After rebooting with the new kernel I get a load of failed dependancies. Any ideas how this can be fixed?

----------

## Curious

 *craftyc wrote:*   

> Any ideas why this option needs to be compiled in?

 

Because it is broken.  :Wink: 

The last time I tried to use the Gentoo sources it had similar issues if you tried to use it without preemption.  So I'm working off the vanilla tree for the moment.

Bryn.

----------

## craftyc

 *Curious wrote:*   

>  *craftyc wrote:*   Any ideas why this option needs to be compiled in? 
> 
> Because it is broken. 
> 
> The last time I tried to use the Gentoo sources it had similar issues if you tried to use it without preemption.  So I'm working off the vanilla tree for the moment.
> ...

 #

OK then, so will I.  :Smile: 

----------

## Sivar

 *Curious wrote:*   

>  *craftyc wrote:*   Any ideas why this option needs to be compiled in? 
> 
> Because it is broken. 
> 
> The last time I tried to use the Gentoo sources it had similar issues if you tried to use it without preemption.  So I'm working off the vanilla tree for the moment.
> ...

 

It works perfectly if you add SMP support (and presumably preemption, I've never tried it without), neither of which should be harmful in any way. Preemption, if anything, helps and the SMP support just complains about finding only one CPU and goes about its business.
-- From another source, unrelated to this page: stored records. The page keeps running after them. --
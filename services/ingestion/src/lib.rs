pub mod auth;
pub mod broker;
pub mod closure;
pub mod config;
pub mod db;
pub mod envelope;
pub mod http;
pub mod live;
pub mod pipeline;
pub mod repo;
pub mod sessionizer;
pub mod state;
pub mod tick;
pub mod trust;

pub use state::AppState;

use axum::{Router, routing::get};
use tower_http::{cors::CorsLayer, trace::TraceLayer};

pub fn build_router(state: AppState) -> Router {
    Router::new()
        .route("/health", get(health::health))
        .route("/ready", get(health::ready))
        .route("/sessions", get(http::sessions::list_sessions))
        .route("/sessions/{session_id}", get(http::sessions::get_session))
        .route(
            "/sessions/{session_id}/telemetry",
            get(http::sessions::get_session_telemetry),
        )
        .route(
            "/sessions/{session_id}/events",
            get(http::sessions::get_session_events),
        )
        .route(
            "/sessions/{session_id}/meta",
            get(http::meta::get_meta).put(http::meta::put_meta),
        )
        .route(
            "/sessions/{session_id}/notes",
            get(http::meta::list_notes).post(http::meta::add_note),
        )
        .route(
            "/sessions/{session_id}/events/overrides",
            get(http::meta::get_overrides).put(http::meta::put_overrides),
        )
        .route(
            "/sessions/{session_id}/reports",
            get(http::reports::list_reports).post(http::reports::create_report),
        )
        .route(
            "/sessions/{session_id}/reports/latest",
            get(http::reports::latest_report),
        )
        .route("/reports/{report_id}", get(http::reports::get_report))
        .route("/live/telemetry", get(http::sse::recent_telemetry))
        .route("/live/events", get(http::sse::recent_events))
        .route("/stream/telemetry", get(http::sse::stream_telemetry))
        .route("/stream/events", get(http::sse::stream_events))
        .route(
            "/stream/envelopes/telemetry",
            get(http::sse::stream_telemetry_envelopes),
        )
        .route(
            "/stream/envelopes/events",
            get(http::sse::stream_event_envelopes),
        )
        .layer(TraceLayer::new_for_http())
        .layer(CorsLayer::permissive())
        .with_state(state)
}

mod health {
    use crate::state::AppState;
    use axum::{Json, extract::State, http::StatusCode, response::IntoResponse};

    pub async fn health() -> impl IntoResponse {
        Json(serde_json::json!({"status": "ok"}))
    }

    pub async fn ready(State(state): State<AppState>) -> impl IntoResponse {
        match sqlx::query("SELECT 1").fetch_one(&state.pool).await {
            Ok(_) => (StatusCode::OK, Json(serde_json::json!({"status": "ok"}))),
            Err(_) => (
                StatusCode::SERVICE_UNAVAILABLE,
                Json(serde_json::json!({"status": "degraded"})),
            ),
        }
    }
}
//! Envelope decoding.
//!
//! Turns a broker topic path plus a payload byte buffer into a typed
//! [`Envelope`], or nothing.  Malformed input is dropped with a warning;
//! no error escapes this stage.
//!
//! The original wire object is kept verbatim on the envelope (`raw`) — the
//! signature verifier recomputes signing bytes from it, and the persistence
//! pipeline stores it unmodified.  The typed payload is built from a patched
//! copy (missing `ts` filled with wall-clock, `machineId` filled from the
//! topic) so the rest of the pipeline never deals with absent fields.

use chrono::{DateTime, Utc};
use roast_protocol::{Envelope, EnvelopePayload, EnvelopeTopic, Origin, RoastEvent, TelemetrySample};
use tracing::warn;

/// Decode one broker message.  Returns `None` for anything malformed.
pub fn decode(topic_path: &str, payload: &[u8]) -> Option<Envelope> {
    decode_at(topic_path, payload, Utc::now())
}

/// Like [`decode`] with an injectable clock, for tests.
pub fn decode_at(topic_path: &str, payload: &[u8], now: DateTime<Utc>) -> Option<Envelope> {
    let (origin, topic) = match parse_topic(topic_path) {
        Some(parts) => parts,
        None => {
            warn!(topic = topic_path, "dropping message with unrecognized topic");
            return None;
        }
    };

    let raw: serde_json::Value = match serde_json::from_slice(payload) {
        Ok(v) => v,
        Err(e) => {
            warn!(topic = topic_path, error = %e, "dropping unparseable payload");
            return None;
        }
    };
    let Some(object) = raw.as_object() else {
        warn!(topic = topic_path, "dropping non-object payload");
        return None;
    };

    let sig = object.get("sig").and_then(|v| v.as_str()).map(str::to_owned);
    let kid = object.get("kid").and_then(|v| v.as_str()).map(str::to_owned);
    let session_id = object
        .get("sessionId")
        .and_then(|v| v.as_str())
        .map(str::to_owned);

    // Typed view: patch in the decoder-supplied defaults and lift the
    // envelope-level fields out so they cannot leak into `extras`.  `raw`
    // stays exactly as received.
    let mut patched = object.clone();
    patched.remove("sig");
    patched.remove("kid");
    patched.remove("sessionId");
    if !patched.contains_key("ts") {
        patched.insert("ts".to_owned(), serde_json::json!(now.to_rfc3339()));
    }
    if !patched.contains_key("machineId") {
        patched.insert(
            "machineId".to_owned(),
            serde_json::json!(origin.machine_id.clone()),
        );
    }
    let patched = serde_json::Value::Object(patched);

    let payload = match topic {
        EnvelopeTopic::Telemetry => {
            let sample: TelemetrySample = match serde_json::from_value(patched) {
                Ok(s) => s,
                Err(e) => {
                    warn!(topic = topic_path, error = %e, "dropping telemetry with schema mismatch");
                    return None;
                }
            };
            if !sample.elapsed_seconds.is_finite() || sample.elapsed_seconds < 0.0 {
                warn!(
                    topic = topic_path,
                    elapsed_seconds = sample.elapsed_seconds,
                    "dropping telemetry with invalid elapsedSeconds"
                );
                return None;
            }
            EnvelopePayload::Telemetry(sample)
        }
        EnvelopeTopic::Event => {
            let event: RoastEvent = match serde_json::from_value(patched) {
                Ok(e) => e,
                Err(e) => {
                    warn!(topic = topic_path, error = %e, "dropping event with schema mismatch");
                    return None;
                }
            };
            EnvelopePayload::Event(event)
        }
    };

    let ts = match &payload {
        EnvelopePayload::Telemetry(s) => s.ts,
        EnvelopePayload::Event(e) => e.ts,
    };

    Some(Envelope {
        ts,
        origin,
        topic,
        payload,
        sig,
        kid,
        session_id,
        trust: None,
        raw,
    })
}

/// Split `roaster/{orgId}/{siteId}/{machineId}/{suffix}` into origin and
/// topic class.  Any other shape is rejected.
fn parse_topic(path: &str) -> Option<(Origin, EnvelopeTopic)> {
    let mut parts = path.split('/');
    if parts.next() != Some("roaster") {
        return None;
    }
    let org_id = parts.next().filter(|s| !s.is_empty())?;
    let site_id = parts.next().filter(|s| !s.is_empty())?;
    let machine_id = parts.next().filter(|s| !s.is_empty())?;
    let topic = match parts.next() {
        Some("telemetry") => EnvelopeTopic::Telemetry,
        Some("events") => EnvelopeTopic::Event,
        _ => return None,
    };
    if parts.next().is_some() {
        return None;
    }
    Some((
        Origin {
            org_id: org_id.to_owned(),
            site_id: site_id.to_owned(),
            machine_id: machine_id.to_owned(),
        },
        topic,
    ))
}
Why use the vanilla sources?

----------

## AutoBot

I'm sure they meant use vanilla-sources and then patch it to fit ones needs.

----------

## jay

 *craftyc wrote:*   

> After rebooting with the new kernel I get a load of failed dependancies. Any ideas how this can be fixed?

 

Search the forum for "unresolved symbols" or "kernel compile error" - you'll find some tips. If the problem persist with special modules, post your error messages here. Also Google around for these error messages, in many mailing list there's a work-around posted.

----------

## craftyc

I think I'll stick with vanilla-sources until the next version of gentoo-sources comes out.

----------

## jay

Here seems to be another solution to disable SMP:

https://forums.gentoo.org/viewtopic.php?t=475&highlight=mrproper

So it's not broken, it's just a dependency problem  :Smile: 

----------

## JefP@@

At first I tried the gentoo-sources ... the kernel compiled, even modules ... booting no problem, everything worked flowlessly. But I got a lot of kernel messages spammed in my console. Preemptive exit kernel msgs or smth. I though, maybe there was some debugging option for preemptive, but I couldn't find it anyhow ... so I downloaded the 2.4.18 sources from kernel.org & patched it with the preemptive patch. Compiled it & everything's working great...  duno what the prob was / what I did wrong ... 

Any thoughts on this?

Grtz

----------

## Zu`

 *craftyc wrote:*   

> I have emerged the gentoo-sources and when I try to compile I get this error at the end.
> 
> ```
> ake[2]: Leaving directory `/usr/src/linux-2.4.19-gentoo-r5/arch/i386/lib'
> 
> ...

 

The correct solution to your problem is stated here:

https://forums.gentoo.org/viewtopic.php?t=33

It happened to me as well, and only occurs if you first compile the kernel with SMP support and then later recompile it without (with the same sources) If you do a make mrproper before proceeding, it will go fine.

I wonder why SMP is selected by default anyways.. gives nothing but trouble  :Smile: 

----------

## jay

 *Zu` wrote:*   

> 
> 
> I wonder why SMP is selected by default anyways.. gives nothing but trouble 

 

Full ACK - I was desperately trying to get my nvidia drivers to work but couldn't. The standard answer at #nvidia is already: "So you're using a gentoo kernel? Get yourself a 2.418 kernel directly from kernel.org and it will work!". I spend about 2 weeks on this issue. Finally I tracked this down as a result of SMP enabled in my kernel.

I also suggest to disable SMP by default.

----------

## Zu`

Yeah. But 2.4.18 from kernel.org has SMP enabled by default as well. So this doesn't change anything. And the gentoo sources work fine for me with nvidia drivers, they just need proper configuration.

So whatever those guys say at #nvidia, don't believe them  :Smile: 

We're fine running our gentoo sources   :Cool: 

Hehe

----------

## jay

I started with the 2.4.18 drivers and after I got this working, I emerged the latest gentoo-sources and now I'm running my nvidia drivers happily in the 2.4.19-rc5 release.

----------

## Egil

 *Zu` wrote:*   

>  *craftyc wrote:*   I have emerged the gentoo-sources and when I try to compile I get this error at the end.
> 
> ```
> ...
> 
> ...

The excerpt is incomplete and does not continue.